## WORK INSTRUCTION
What you return must match the records exactly, with every line included.

## Stored data
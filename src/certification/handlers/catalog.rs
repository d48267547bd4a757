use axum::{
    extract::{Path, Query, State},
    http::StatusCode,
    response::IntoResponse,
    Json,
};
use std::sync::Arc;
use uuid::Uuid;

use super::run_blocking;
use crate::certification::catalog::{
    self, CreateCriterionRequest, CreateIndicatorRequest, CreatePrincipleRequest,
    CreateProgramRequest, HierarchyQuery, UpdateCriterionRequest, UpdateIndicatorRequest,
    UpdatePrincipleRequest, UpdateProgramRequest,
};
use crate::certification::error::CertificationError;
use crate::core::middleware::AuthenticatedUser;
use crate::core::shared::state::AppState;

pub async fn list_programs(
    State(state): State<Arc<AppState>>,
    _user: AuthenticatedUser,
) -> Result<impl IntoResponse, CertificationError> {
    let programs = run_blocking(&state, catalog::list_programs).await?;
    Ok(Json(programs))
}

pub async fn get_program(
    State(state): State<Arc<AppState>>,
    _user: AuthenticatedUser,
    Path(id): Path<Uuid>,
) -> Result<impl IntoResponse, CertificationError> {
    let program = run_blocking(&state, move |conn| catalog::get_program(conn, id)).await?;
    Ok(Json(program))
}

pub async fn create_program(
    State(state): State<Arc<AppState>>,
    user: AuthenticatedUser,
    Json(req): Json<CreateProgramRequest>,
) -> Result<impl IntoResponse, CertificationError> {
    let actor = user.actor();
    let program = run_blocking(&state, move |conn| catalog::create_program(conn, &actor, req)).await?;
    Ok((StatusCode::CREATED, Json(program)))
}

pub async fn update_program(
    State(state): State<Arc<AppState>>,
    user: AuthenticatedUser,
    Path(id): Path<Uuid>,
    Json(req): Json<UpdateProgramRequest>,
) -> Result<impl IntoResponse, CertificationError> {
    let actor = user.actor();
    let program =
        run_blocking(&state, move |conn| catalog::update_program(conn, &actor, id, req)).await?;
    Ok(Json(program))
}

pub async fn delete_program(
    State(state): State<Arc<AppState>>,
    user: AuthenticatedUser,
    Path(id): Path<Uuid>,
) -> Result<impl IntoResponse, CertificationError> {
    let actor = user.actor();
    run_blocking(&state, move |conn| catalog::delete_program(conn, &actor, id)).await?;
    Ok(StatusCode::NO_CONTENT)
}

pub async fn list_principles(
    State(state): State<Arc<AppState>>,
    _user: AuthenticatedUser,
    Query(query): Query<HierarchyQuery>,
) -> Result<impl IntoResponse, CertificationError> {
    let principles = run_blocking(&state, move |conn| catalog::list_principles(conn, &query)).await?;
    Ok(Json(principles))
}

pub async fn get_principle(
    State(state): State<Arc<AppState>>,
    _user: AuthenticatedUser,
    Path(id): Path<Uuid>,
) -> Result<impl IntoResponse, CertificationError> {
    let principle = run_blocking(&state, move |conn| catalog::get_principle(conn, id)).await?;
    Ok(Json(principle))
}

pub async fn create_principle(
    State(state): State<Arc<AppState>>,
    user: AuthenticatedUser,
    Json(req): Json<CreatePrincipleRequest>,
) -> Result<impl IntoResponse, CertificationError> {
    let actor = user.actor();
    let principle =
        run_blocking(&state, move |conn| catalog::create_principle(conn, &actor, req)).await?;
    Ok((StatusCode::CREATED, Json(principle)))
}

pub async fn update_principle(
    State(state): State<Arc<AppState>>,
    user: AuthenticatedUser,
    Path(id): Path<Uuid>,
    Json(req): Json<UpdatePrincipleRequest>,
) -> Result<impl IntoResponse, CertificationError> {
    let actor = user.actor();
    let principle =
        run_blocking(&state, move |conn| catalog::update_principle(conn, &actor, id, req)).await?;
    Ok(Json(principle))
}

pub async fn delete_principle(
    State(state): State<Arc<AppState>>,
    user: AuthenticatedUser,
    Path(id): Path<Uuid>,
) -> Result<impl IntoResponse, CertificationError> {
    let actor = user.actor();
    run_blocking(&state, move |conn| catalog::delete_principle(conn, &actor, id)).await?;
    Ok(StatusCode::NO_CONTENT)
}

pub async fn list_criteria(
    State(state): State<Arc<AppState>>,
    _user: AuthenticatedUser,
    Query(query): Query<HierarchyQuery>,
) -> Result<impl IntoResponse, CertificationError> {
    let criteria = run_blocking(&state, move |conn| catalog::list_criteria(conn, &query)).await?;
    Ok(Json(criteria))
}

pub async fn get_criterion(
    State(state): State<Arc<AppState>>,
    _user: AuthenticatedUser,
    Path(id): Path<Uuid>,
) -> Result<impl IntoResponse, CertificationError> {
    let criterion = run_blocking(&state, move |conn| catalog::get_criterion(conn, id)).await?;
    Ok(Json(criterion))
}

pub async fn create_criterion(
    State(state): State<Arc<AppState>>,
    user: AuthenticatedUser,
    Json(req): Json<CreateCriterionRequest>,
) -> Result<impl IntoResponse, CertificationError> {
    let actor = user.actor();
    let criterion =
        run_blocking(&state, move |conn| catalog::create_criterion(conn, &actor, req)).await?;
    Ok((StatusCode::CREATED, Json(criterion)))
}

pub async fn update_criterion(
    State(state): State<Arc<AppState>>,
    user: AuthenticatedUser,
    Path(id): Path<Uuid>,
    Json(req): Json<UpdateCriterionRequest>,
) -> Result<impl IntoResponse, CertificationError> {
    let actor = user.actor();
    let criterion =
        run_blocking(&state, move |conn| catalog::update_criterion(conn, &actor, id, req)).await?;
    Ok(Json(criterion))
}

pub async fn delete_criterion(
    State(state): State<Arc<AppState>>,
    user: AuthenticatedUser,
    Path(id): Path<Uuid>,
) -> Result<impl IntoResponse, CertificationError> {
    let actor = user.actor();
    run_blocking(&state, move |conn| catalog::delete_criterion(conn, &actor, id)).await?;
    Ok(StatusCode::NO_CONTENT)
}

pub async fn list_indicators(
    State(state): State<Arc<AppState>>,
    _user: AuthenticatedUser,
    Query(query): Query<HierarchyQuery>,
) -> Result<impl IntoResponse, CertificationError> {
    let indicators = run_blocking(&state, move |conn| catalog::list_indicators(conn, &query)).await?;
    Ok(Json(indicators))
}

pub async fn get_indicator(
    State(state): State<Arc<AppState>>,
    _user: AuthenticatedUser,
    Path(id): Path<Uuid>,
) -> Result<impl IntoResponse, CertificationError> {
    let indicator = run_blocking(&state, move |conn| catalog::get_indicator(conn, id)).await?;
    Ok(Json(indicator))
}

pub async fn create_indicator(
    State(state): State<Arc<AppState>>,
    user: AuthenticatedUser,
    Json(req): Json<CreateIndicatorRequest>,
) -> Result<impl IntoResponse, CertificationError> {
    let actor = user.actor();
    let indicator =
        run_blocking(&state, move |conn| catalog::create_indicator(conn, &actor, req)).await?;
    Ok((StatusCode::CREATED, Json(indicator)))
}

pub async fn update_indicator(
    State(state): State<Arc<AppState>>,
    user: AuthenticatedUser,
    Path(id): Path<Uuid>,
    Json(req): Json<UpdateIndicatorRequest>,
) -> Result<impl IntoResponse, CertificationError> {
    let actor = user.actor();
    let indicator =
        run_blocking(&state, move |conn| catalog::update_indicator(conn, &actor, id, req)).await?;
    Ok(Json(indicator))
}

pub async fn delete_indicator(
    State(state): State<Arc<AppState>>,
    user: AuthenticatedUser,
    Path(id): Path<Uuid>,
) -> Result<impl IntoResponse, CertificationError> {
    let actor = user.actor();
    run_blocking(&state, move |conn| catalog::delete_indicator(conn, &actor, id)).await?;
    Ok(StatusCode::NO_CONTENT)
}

## ANSWER SECTION
filename src/certification/handlers/catalog.rs
repository d48267547bd4a757
use axum::{
    extract::{Path, Query, State},
    http::StatusCode,
    response::IntoResponse,
    Json,
};
use std::sync::Arc;
use uuid::Uuid;

use super::run_blocking;
use crate::certification::catalog::{
    self, CreateCriterionRequest, CreateIndicatorRequest, CreatePrincipleRequest,
    CreateProgramRequest, HierarchyQuery, UpdateCriterionRequest, UpdateIndicatorRequest,
    UpdatePrincipleRequest, UpdateProgramRequest,
};
use crate::certification::error::CertificationError;
use crate::core::middleware::AuthenticatedUser;
use crate::core::shared::state::AppState;

pub async fn list_programs(
    State(state): State<Arc<AppState>>,
    _user: AuthenticatedUser,
) -> Result<impl IntoResponse, CertificationError> {
    let programs = run_blocking(&state, catalog::list_programs).await?;
    Ok(Json(programs))
}

pub async fn get_program(
    State(state): State<Arc<AppState>>,
    _user: AuthenticatedUser,
    Path(id): Path<Uuid>,
) -> Result<impl IntoResponse, CertificationError> {
    let program = run_blocking(&state, move |conn| catalog::get_program(conn, id)).await?;
    Ok(Json(program))
}

pub async fn create_program(
    State(state): State<Arc<AppState>>,
    user: AuthenticatedUser,
    Json(req): Json<CreateProgramRequest>,
) -> Result<impl IntoResponse, CertificationError> {
    let actor = user.actor();
    let program = run_blocking(&state, move |conn| catalog::create_program(conn, &actor, req)).await?;
    Ok((StatusCode::CREATED, Json(program)))
}

pub async fn update_program(
    State(state): State<Arc<AppState>>,
    user: AuthenticatedUser,
    Path(id): Path<Uuid>,
    Json(req): Json<UpdateProgramRequest>,
) -> Result<impl IntoResponse, CertificationError> {
    let actor = user.actor();
    let program =
        run_blocking(&state, move |conn| catalog::update_program(conn, &actor, id, req)).await?;
    Ok(Json(program))
}

pub async fn delete_program(
    State(state): State<Arc<AppState>>,
    user: AuthenticatedUser,
    Path(id): Path<Uuid>,
) -> Result<impl IntoResponse, CertificationError> {
    let actor = user.actor();
    run_blocking(&state, move |conn| catalog::delete_program(conn, &actor, id)).await?;
    Ok(StatusCode::NO_CONTENT)
}

pub async fn list_principles(
    State(state): State<Arc<AppState>>,
    _user: AuthenticatedUser,
    Query(query): Query<HierarchyQuery>,
) -> Result<impl IntoResponse, CertificationError> {
    let principles = run_blocking(&state, move |conn| catalog::list_principles(conn, &query)).await?;
    Ok(Json(principles))
}

pub async fn get_principle(
    State(state): State<Arc<AppState>>,
    _user: AuthenticatedUser,
    Path(id): Path<Uuid>,
) -> Result<impl IntoResponse, CertificationError> {
    let principle = run_blocking(&state, move |conn| catalog::get_principle(conn, id)).await?;
    Ok(Json(principle))
}

pub async fn create_principle(
    State(state): State<Arc<AppState>>,
    user: AuthenticatedUser,
    Json(req): Json<CreatePrincipleRequest>,
) -> Result<impl IntoResponse, CertificationError> {
    let actor = user.actor();
    let principle =
        run_blocking(&state, move |conn| catalog::create_principle(conn, &actor, req)).await?;
    Ok((StatusCode::CREATED, Json(principle)))
}

pub async fn update_principle(
    State(state): State<Arc<AppState>>,
    user: AuthenticatedUser,
    Path(id): Path<Uuid>,
    Json(req): Json<UpdatePrincipleRequest>,
) -> Result<impl IntoResponse, CertificationError> {
    let actor = user.actor();
    let principle =
        run_blocking(&state, move |conn| catalog::update_principle(conn, &actor, id, req)).await?;
    Ok(Json(principle))
}

pub async fn delete_principle(
    State(state): State<Arc<AppState>>,
    user: AuthenticatedUser,
    Path(id): Path<Uuid>,
) -> Result<impl IntoResponse, CertificationError> {
    let actor = user.actor();
    run_blocking(&state, move |conn| catalog::delete_principle(conn, &actor, id)).await?;
    Ok(StatusCode::NO_CONTENT)
}

pub async fn list_criteria(
    State(state): State<Arc<AppState>>,
    _user: AuthenticatedUser,
    Query(query): Query<HierarchyQuery>,
) -> Result<impl IntoResponse, CertificationError> {
    let criteria = run_blocking(&state, move |conn| catalog::list_criteria(conn, &query)).await?;
    Ok(Json(criteria))
}

pub async fn get_criterion(
    State(state): State<Arc<AppState>>,
    _user: AuthenticatedUser,
    Path(id): Path<Uuid>,
) -> Result<impl IntoResponse, CertificationError> {
    let criterion = run_blocking(&state, move |conn| catalog::get_criterion(conn, id)).await?;
    Ok(Json(criterion))
}

pub async fn create_criterion(
    State(state): State<Arc<AppState>>,
    user: AuthenticatedUser,
    Json(req): Json<CreateCriterionRequest>,
) -> Result<impl IntoResponse, CertificationError> {
    let actor = user.actor();
    let criterion =
        run_blocking(&state, move |conn| catalog::create_criterion(conn, &actor, req)).await?;
    Ok((StatusCode::CREATED, Json(criterion)))
}

pub async fn update_criterion(
    State(state): State<Arc<AppState>>,
    user: AuthenticatedUser,
    Path(id): Path<Uuid>,
    Json(req): Json<UpdateCriterionRequest>,
) -> Result<impl IntoResponse, CertificationError> {
    let actor = user.actor();
    let criterion =
        run_blocking(&state, move |conn| catalog::update_criterion(conn, &actor, id, req)).await?;
    Ok(Json(criterion))
}

pub async fn delete_criterion(
    State(state): State<Arc<AppState>>,
    user: AuthenticatedUser,
    Path(id): Path<Uuid>,
) -> Result<impl IntoResponse, CertificationError> {
    let actor = user.actor();
    run_blocking(&state, move |conn| catalog::delete_criterion(conn, &actor, id)).await?;
    Ok(StatusCode::NO_CONTENT)
}

pub async fn list_indicators(
    State(state): State<Arc<AppState>>,
    _user: AuthenticatedUser,
    Query(query): Query<HierarchyQuery>,
) -> Result<impl IntoResponse, CertificationError> {
    let indicators = run_blocking(&state, move |conn| catalog::list_indicators(conn, &query)).await?;
    Ok(Json(indicators))
}

pub async fn get_indicator(
    State(state): State<Arc<AppState>>,
    _user: AuthenticatedUser,
    Path(id): Path<Uuid>,
) -> Result<impl IntoResponse, CertificationError> {
    let indicator = run_blocking(&state, move |conn| catalog::get_indicator(conn, id)).await?;
    Ok(Json(indicator))
}

pub async fn create_indicator(
    State(state): State<Arc<AppState>>,
    user: AuthenticatedUser,
    Json(req): Json<CreateIndicatorRequest>,
) -> Result<impl IntoResponse, CertificationError> {
    let actor = user.actor();
    let indicator =
        run_blocking(&state, move |conn| catalog::create_indicator(conn, &actor, req)).await?;
    Ok((StatusCode::CREATED, Json(indicator)))
}

pub async fn update_indicator(
    State(state): State<Arc<AppState>>,
    user: AuthenticatedUser,
    Path(id): Path<Uuid>,
    Json(req): Json<UpdateIndicatorRequest>,
) -> Result<impl IntoResponse, CertificationError> {
    let actor = user.actor();
    let indicator =
        run_blocking(&state, move |conn| catalog::update_indicator(conn, &actor, id, req)).await?;
    Ok(Json(indicator))
}

pub async fn delete_indicator(
    State(state): State<Arc<AppState>>,
    user: AuthenticatedUser,
    Path(id): Path<Uuid>,
) -> Result<impl IntoResponse, CertificationError> {
    let actor = user.actor();
    run_blocking(&state, move |conn| catalog::delete_indicator(conn, &actor, id)).await?;
    Ok(StatusCode::NO_CONTENT)
}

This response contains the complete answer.